Mas todas estas construções políticas constituem apenas a aparência das coisas. São inteiramente outras as realidades que se abrigam por detrás daquelas construções. Produto de um clima de guerra fria, de uma atmosfera de conflito ideológico em escala mundial, de choque de interesses das grandes forças internacionais, aqueles mitos políticos são próprios de um período revolucionário. Está-se processando, com efeito, uma revolução mundial: daí a crise de legalidade, a crise de instituições, a crise de ordem pública internacional, a crise de valores morais como sucede em todos os períodos revolucionários. Até que as forças que impulsionam a revolução se considerem pletóricas e satisfeitas, ou vejam que não podem ir mais além, continuará a crise. Essas forças, no fundo, são os novos imperialismos que se procuram erguer das ruínas de outros. Quando essas forças atingirem os seus objectivos, e os novos impérios estiverem firmados, poderemos ter a certeza de que se transformarão em forças tenazmente conservadoras: e a vida da comunidade das nações processar-se-á de harmonia com a nova ordem, e será restabelecida a ordem pública internacional, sustentada e policiada pelos novos impérios. Esta é a realidade das coisas, e os direitos humanos, a liberdade individual, a autodeterminação dos povos, a não-intervenção nos negócios internos, são apenas acidentes verbais nos caminhos e no jogo dos grandes interesses mundiais. Se tivermos este condicionalismo bem presente no nosso espírito, será desde logo diferente a nossa visão do contexto internacional. Deveremos ter a certeza, em primeiro lugar, de que o bem-estar das populações, o seu progresso real, a sua efectiva participação na vida do Estado em que se integrem, são problemas perfeitamente secundários que não preocupam as Nações Unidas nem os que as manipulam. E deveremos tomar consciência, em segundo lugar, de que o único processo de atravessar uma revolução e de lhe sobreviver consiste em resistir, oferecendo-lhe uma vontade firme e uma frente solidária.
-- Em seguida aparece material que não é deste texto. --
//! The public file handle.
//!
//! Wraps a [`Reader`] or [`Writer`] behind one type with the classic
//! open/read/write/seek/flush/close surface and mode-string parsing.

use std::io::{Read, Seek, Write};
use std::path::Path;
use std::sync::Arc;

use zstd_safe::CompressionLevel;

use crate::{
    BGZF2_DEFAULT_LEVEL,
    error::{Error, Result},
    reader::{EofStatus, Reader},
    tpool::ThreadPool,
    writer::Writer,
};

/// A parsed mode string: `"r"` or `"w"`, optionally followed by decimal
/// digits forming a compression level in `1..=19`.
#[derive(Debug, Clone, Copy, PartialEq, Eq)]
struct Mode {
    write: bool,
    level: CompressionLevel,
}

impl Mode {
    fn parse(mode: &str) -> Result<Self> {
        let mut chars = mode.bytes();
        let write = match chars.next() {
            Some(b'r') => false,
            Some(b'w') => true,
            _ => return Err(Error::invalid_mode()),
        };

        let digits = &mode[1..];
        let level = if digits.is_empty() {
            BGZF2_DEFAULT_LEVEL
        } else {
            let level: CompressionLevel = digits.parse().map_err(|_| Error::invalid_mode())?;
            if !(1..=19).contains(&level) {
                return Err(Error::invalid_mode());
            }
            level
        };

        Ok(Self { write, level })
    }
}

enum Inner<F> {
    Read(Reader<F>),
    Write(Writer<F>),
}

/// A bgzf2 file handle, open for either reading or writing.
///
/// # Examples
///
/// ```no_run
/// use bgzf2::Bgzf2;
///
/// let mut out = Bgzf2::open("data.bgz2", "w9")?;
/// out.write(b"payload", true)?;
/// out.close()?;
///
/// let mut src = Bgzf2::open("data.bgz2", "r")?;
/// let mut buf = [0u8; 7];
/// let n = src.read(&mut buf)?;
/// assert_eq!(&buf[..n], b"payload");
/// # Ok::<(), bgzf2::Error>(())
/// ```
pub struct Bgzf2<F> {
    inner: Inner<F>,
}

impl Bgzf2<std::fs::File> {
    /// Opens the file at `path` for read (`"r"`) or write (`"w"`,
    /// optionally with a compression level, e.g. `"w9"` or `"w19"`).
    ///
    /// # Errors
    ///
    /// Fails if the mode string is unrecognized or the file cannot be
    /// opened.
    pub fn open(path: impl AsRef<Path>, mode: &str) -> Result<Self> {
        let parsed = Mode::parse(mode)?;
        let file = if parsed.write {
            std::fs::File::create(path)?
        } else {
            std::fs::File::open(path)?
        };

        Self::with_mode(file, mode)
    }
}

impl<F> Bgzf2<F> {
    /// Wraps an already-open handle, like [`Bgzf2::open`] does for paths.
    ///
    /// Opening for read performs no I/O until the first operation.
    pub fn with_mode(file: F, mode: &str) -> Result<Self>
    where
        F: Read + Seek + Write,
    {
        let parsed = Mode::parse(mode)?;
        let inner = if parsed.write {
            Inner::Write(Writer::new(file, parsed.level))
        } else {
            Inner::Read(Reader::new(file))
        };

        Ok(Self { inner })
    }

    /// Wraps `src` as a read handle.
    pub fn from_reader(src: F) -> Self
    where
        F: Read + Seek,
    {
        Self {
            inner: Inner::Read(Reader::new(src)),
        }
    }

    /// Wraps `out` as a write handle with the given compression level.
    pub fn from_writer(out: F, level: CompressionLevel) -> Self
    where
        F: Write,
    {
        Self {
            inner: Inner::Write(Writer::new(out, level)),
        }
    }

    fn as_reader(&mut self) -> Result<&mut Reader<F>> {
        match &mut self.inner {
            Inner::Read(r) => Ok(r),
            Inner::Write(_) => Err(Error::invalid_mode()),
        }
    }

    fn as_writer(&mut self) -> Result<&mut Writer<F>> {
        match &mut self.inner {
            Inner::Write(w) => Ok(w),
            Inner::Read(_) => Err(Error::invalid_mode()),
        }
    }
}

impl<F: Write> Bgzf2<F> {
    /// Writes `buf`, flushing blocks as they fill. See [`Writer::write`].
    pub fn write(&mut self, buf: &[u8], can_split: bool) -> Result<usize> {
        self.as_writer()?.write(buf, can_split)
    }

    /// Emits the current partial block. See [`Writer::flush`].
    pub fn flush(&mut self) -> Result<()> {
        self.as_writer()?.flush()
    }

    /// Flushes if the next `size` bytes would cross a block boundary.
    pub fn flush_try(&mut self, size: usize) -> Result<()> {
        self.as_writer()?.flush_try(size)
    }

    /// Flushes, then grows the block target size.
    pub fn set_block_size(&mut self, sz: usize) -> Result<()> {
        self.as_writer()?.set_block_size(sz)
    }

    /// Records the genomic interval of the record about to be written.
    pub fn idx_add(&mut self, tid: i32, beg: i64, end: i64) -> Result<()> {
        self.as_writer()?.idx_add(tid, beg, end)
    }
}

impl<F: Read + Seek> Bgzf2<F> {
    /// Copies up to `buf.len()` decoded bytes into `buf`; 0 at EOF.
    pub fn read(&mut self, buf: &mut [u8]) -> Result<usize> {
        self.as_reader()?.read(buf)
    }

    /// Borrows up to `n` decoded bytes out of the internal buffer.
    pub fn read_zero_copy(&mut self, n: usize) -> Result<&[u8]> {
        match &mut self.inner {
            Inner::Read(r) => r.read_zero_copy(n),
            Inner::Write(_) => Err(Error::invalid_mode()),
        }
    }

    /// Reads one delimited record. See [`Reader::getline`].
    pub fn getline(&mut self, delim: u8, out: &mut Vec<u8>) -> Result<Option<usize>> {
        self.as_reader()?.getline(delim, out)
    }

    /// Returns the next byte without consuming it.
    pub fn peek(&mut self) -> Result<Option<u8>> {
        self.as_reader()?.peek()
    }

    /// Repositions to uncompressed offset `upos`.
    pub fn seek(&mut self, upos: u64) -> Result<()> {
        self.as_reader()?.seek(upos)
    }

    /// Resolves a genomic range to an offset for [`Bgzf2::seek`].
    pub fn query(&mut self, tid: i32, beg: i64, end: i64) -> Result<u64> {
        self.as_reader()?.query(tid, beg, end)
    }

    /// Checks for the seekable-index sentinel at the end of the file.
    pub fn check_eof(&mut self) -> Result<EofStatus> {
        self.as_reader()?.check_eof()
    }
}

impl<F: Read + Seek + Write + Send + 'static> Bgzf2<F> {
    /// Attaches a shared worker pool, starting the appropriate I/O task
    /// thread for this handle's mode. `qsize` bounds the in-flight jobs,
    /// 0 for auto.
    pub fn thread_pool(&mut self, pool: &Arc<ThreadPool>, qsize: usize) -> Result<()> {
        match &mut self.inner {
            Inner::Read(r) => r.thread_pool(pool, qsize),
            Inner::Write(w) => w.thread_pool(pool, qsize),
        }
    }
}

impl<F: Read + Seek + Write> Bgzf2<F> {
    /// Closes the handle and returns the underlying file.
    ///
    /// Write handles drain asynchronous work and append the genomic and
    /// seekable index frames; read handles signal the reader thread to shut
    /// down. Closing is best-effort and reports the first failure.
    pub fn close(self) -> Result<F> {
        match self.inner {
            Inner::Read(r) => r.finish(),
            Inner::Write(w) => w.finish(),
        }
    }
}

#[cfg(test)]
mod tests {
    use super::*;

    #[test]
    fn mode_strings() {
        assert_eq!(
            Mode::parse("r").unwrap(),
            Mode {
                write: false,
                level: BGZF2_DEFAULT_LEVEL
            }
        );
        assert_eq!(
            Mode::parse("w").unwrap(),
            Mode {
                write: true,
                level: 5
            }
        );
        assert_eq!(
            Mode::parse("w1").unwrap(),
            Mode {
                write: true,
                level: 1
            }
        );
        assert_eq!(
            Mode::parse("w19").unwrap(),
            Mode {
                write: true,
                level: 19
            }
        );

        for bad in ["", "a", "w0", "w20", "w-1", "wx", "w1x", "rw"] {
            assert!(Mode::parse(bad).unwrap_err().is_invalid_mode(), "{bad}");
        }
    }

    #[test]
    fn wrong_mode_operations_fail() {
        let mut w = Bgzf2::with_mode(std::io::Cursor::new(Vec::new()), "w").unwrap();
        assert!(w.read(&mut [0u8; 4]).unwrap_err().is_invalid_mode());
        assert!(w.peek().unwrap_err().is_invalid_mode());

        let mut r = Bgzf2::with_mode(std::io::Cursor::new(Vec::new()), "r").unwrap();
        assert!(r.write(b"x", true).unwrap_err().is_invalid_mode());
        assert!(r.flush().unwrap_err().is_invalid_mode());
    }
}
É isto que a Nação portuguesa tem feito, e parece que este comportamento tem contribuído para desmascarar muitos mitos e convencer alguns de que não é fácil destruir a realidade portuguesa, e de que nem será talvez conveniente prosseguir na tentativa porque, no fim de tudo, será preferível obter a sua colaboração e não uma hostilidade que se tornaria inevitável.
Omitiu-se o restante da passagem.